I would find help a short drive away in the town of Laugarvatn. We stopped at a combined handicraft shop, café, and bed and breakfast called Galleri, and beside a much-needed espresso and chocolate chip cookie, I unearthed a book called Treasured and Delicious Icelandic Recipes. And there on page three, opposite a 1930s picture of a woman milking a cow, was a recipe for my newly beloved fish stew.
Treasured and Delicious Icelandic Recipes begins by introducing the influences of Icelandic cuisine – the isolation and rugged climate of the country forced Icelanders to live off the land and sea and some recipes are unchanged from those times of hardship.
Several weeks later when a strong wind battered rain against my window at home, I opened the book thinking, “There is no time more fitting to make fish stew than now.” I closed my eyes and once again conjured up the damp cold I felt standing on the slopes of Laugarfjall hill.
Those memories inspired me because it was not long after, with the addition of butter, onions, flour, milk, salt, white pepper, boiled fish, boiled potatoes, and a few shakes of my wooden spoon, that I had two steaming bowls on the dinner table and warmth enveloping me from head to toe.

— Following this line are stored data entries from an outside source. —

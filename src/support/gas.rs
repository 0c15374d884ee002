//! Gas property resolution for shock tube driver and driven sections.
//!
//! Every gas is treated as calorically perfect: a molecular weight and a
//! constant ratio of specific heats fully describe it. Pure gases come from a
//! fixed registry (see [`Gas`]); two-species driver mixtures are built with
//! [`Mixture`], which applies mole- and mass-fraction mixing rules.
//!
//! [`resolve`] accepts the textual identifiers used by experiment records
//! (`"air"`, `"he"`, `"h2"`, `"co2"`, `"ar"`, `"n2"` and `"mix"`).

mod error;
mod ideal_gas;
mod mixture;
mod registry;
mod viscosity;

pub use error::GasError;
pub use mixture::{Mixture, MixtureConfig};
pub use registry::Gas;
pub use viscosity::Sutherland;

use uom::si::{
    f64::{MassDensity, Pressure, ThermodynamicTemperature, Velocity},
    specific_heat_capacity::joule_per_kilogram_kelvin,
};

use crate::support::units::SpecificGasConstant;

/// Universal gas constant, J/(kmol·K).
pub const R_UNIVERSAL: f64 = 8314.51;

/// Identifier that selects a two-species mixture in [`resolve`].
pub const MIXTURE_KEY: &str = "mix";

/// Resolved properties of a pure gas or a mixture.
#[derive(Debug, Clone, PartialEq)]
pub struct GasProperties {
    /// Molecular weight, kg/kmol.
    pub molecular_weight: f64,
    /// Ratio of specific heats `γ = cp/cv`.
    pub gamma: f64,
    /// Human-readable label, e.g. `"Helium"` or `"Air/Helium (40.0% Helium)"`.
    pub name: String,
}

impl GasProperties {
    /// Returns the specific gas constant `R = R_universal / MW`.
    #[must_use]
    pub fn gas_constant(&self) -> SpecificGasConstant {
        SpecificGasConstant::new::<joule_per_kilogram_kelvin>(R_UNIVERSAL / self.molecular_weight)
    }

    /// Returns the ideal-gas density at the given pressure and temperature.
    #[must_use]
    pub fn density(
        &self,
        pressure: Pressure,
        temperature: ThermodynamicTemperature,
    ) -> MassDensity {
        ideal_gas::density(temperature, pressure, self.gas_constant())
    }

    /// Returns the speed of sound `a = √(γ·R·T)`.
    #[must_use]
    pub fn sound_speed(&self, temperature: ThermodynamicTemperature) -> Velocity {
        ideal_gas::sound_speed(temperature, self.gamma, self.gas_constant())
    }
}

/// Resolves gas properties from a textual identifier.
///
/// Registry keys resolve to the matching pure gas. [`MIXTURE_KEY`] resolves to
/// the mixture described by `config`; `config` is ignored otherwise.
///
/// # Errors
///
/// Returns [`GasError::Unknown`] if `gas_type` is neither a registry key nor
/// [`MIXTURE_KEY`], and [`GasError::MoleFraction`] if a mixture is requested
/// with a fraction outside `[0, 1]`.
///
/// # Example
///
/// ```
/// use shock_tailor::support::gas::{resolve, Gas, MixtureConfig};
///
/// let helium = resolve("he", &MixtureConfig::default()).unwrap();
/// assert_eq!(helium.gamma, 1.667);
///
/// let config = MixtureConfig { fraction: 0.4, base: Gas::Air, mix: Gas::Helium };
/// let driver = resolve("mix", &config).unwrap();
/// assert_eq!(driver.name, "Air/Helium (40.0% Helium)");
///
/// assert!(resolve("xenon", &config).is_err());
/// ```
pub fn resolve(gas_type: &str, config: &MixtureConfig) -> Result<GasProperties, GasError> {
    if gas_type == MIXTURE_KEY {
        return Ok(config.mixture()?.properties());
    }

    let gas: Gas = gas_type.parse()?;
    Ok(gas.properties())
}

#[cfg(test)]
mod tests {
    use super::*;

    use approx::assert_relative_eq;
    use uom::si::{
        mass_density::kilogram_per_cubic_meter, pressure::pascal,
        thermodynamic_temperature::kelvin, velocity::meter_per_second,
    };

    #[test]
    fn resolves_every_registry_key() {
        for gas in Gas::ALL {
            let props = resolve(gas.key(), &MixtureConfig::default()).unwrap();
            assert_eq!(props, gas.properties());
        }
    }

    #[test]
    fn unknown_identifier_is_rejected() {
        let err = resolve("xe", &MixtureConfig::default()).unwrap_err();
        assert_eq!(
            err,
            GasError::Unknown {
                name: "xe".to_string()
            }
        );
    }

    #[test]
    fn default_mixture_is_half_air_half_helium() {
        let props = resolve(MIXTURE_KEY, &MixtureConfig::default()).unwrap();
        assert_relative_eq!(props.molecular_weight, 0.5 * 28.966 + 0.5 * 4.0026);
        assert_eq!(props.name, "Air/Helium (50.0% Helium)");
    }

    #[test]
    fn mixture_fraction_out_of_range_is_rejected() {
        let config = MixtureConfig {
            fraction: 1.5,
            ..MixtureConfig::default()
        };
        assert!(matches!(
            resolve(MIXTURE_KEY, &config),
            Err(GasError::MoleFraction { .. })
        ));
    }

    #[test]
    fn air_at_room_temperature() {
        let air = Gas::Air.properties();
        let t = ThermodynamicTemperature::new::<kelvin>(300.0);
        let p = Pressure::new::<pascal>(101_325.0);

        let r = R_UNIVERSAL / 28.966;
        assert_relative_eq!(
            air.density(p, t).get::<kilogram_per_cubic_meter>(),
            101_325.0 / (r * 300.0),
            max_relative = 1e-12
        );
        assert_relative_eq!(
            air.sound_speed(t).get::<meter_per_second>(),
            (1.402 * r * 300.0).sqrt(),
            max_relative = 1e-12
        );
    }
}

There are 17 recipes in this book – soups, breads, main courses, desserts, and each accompanied by an early 1900s black and white photo depicting traditional Icelandic life. The recipes are not complicated – this is simple, straightforward fare – and I was surprised how my fish stew could be that tasty with so relatively few ingredients.
Treasured and Delicious Icelandic Recipes is one book that has me looking forward to the cold months of winter.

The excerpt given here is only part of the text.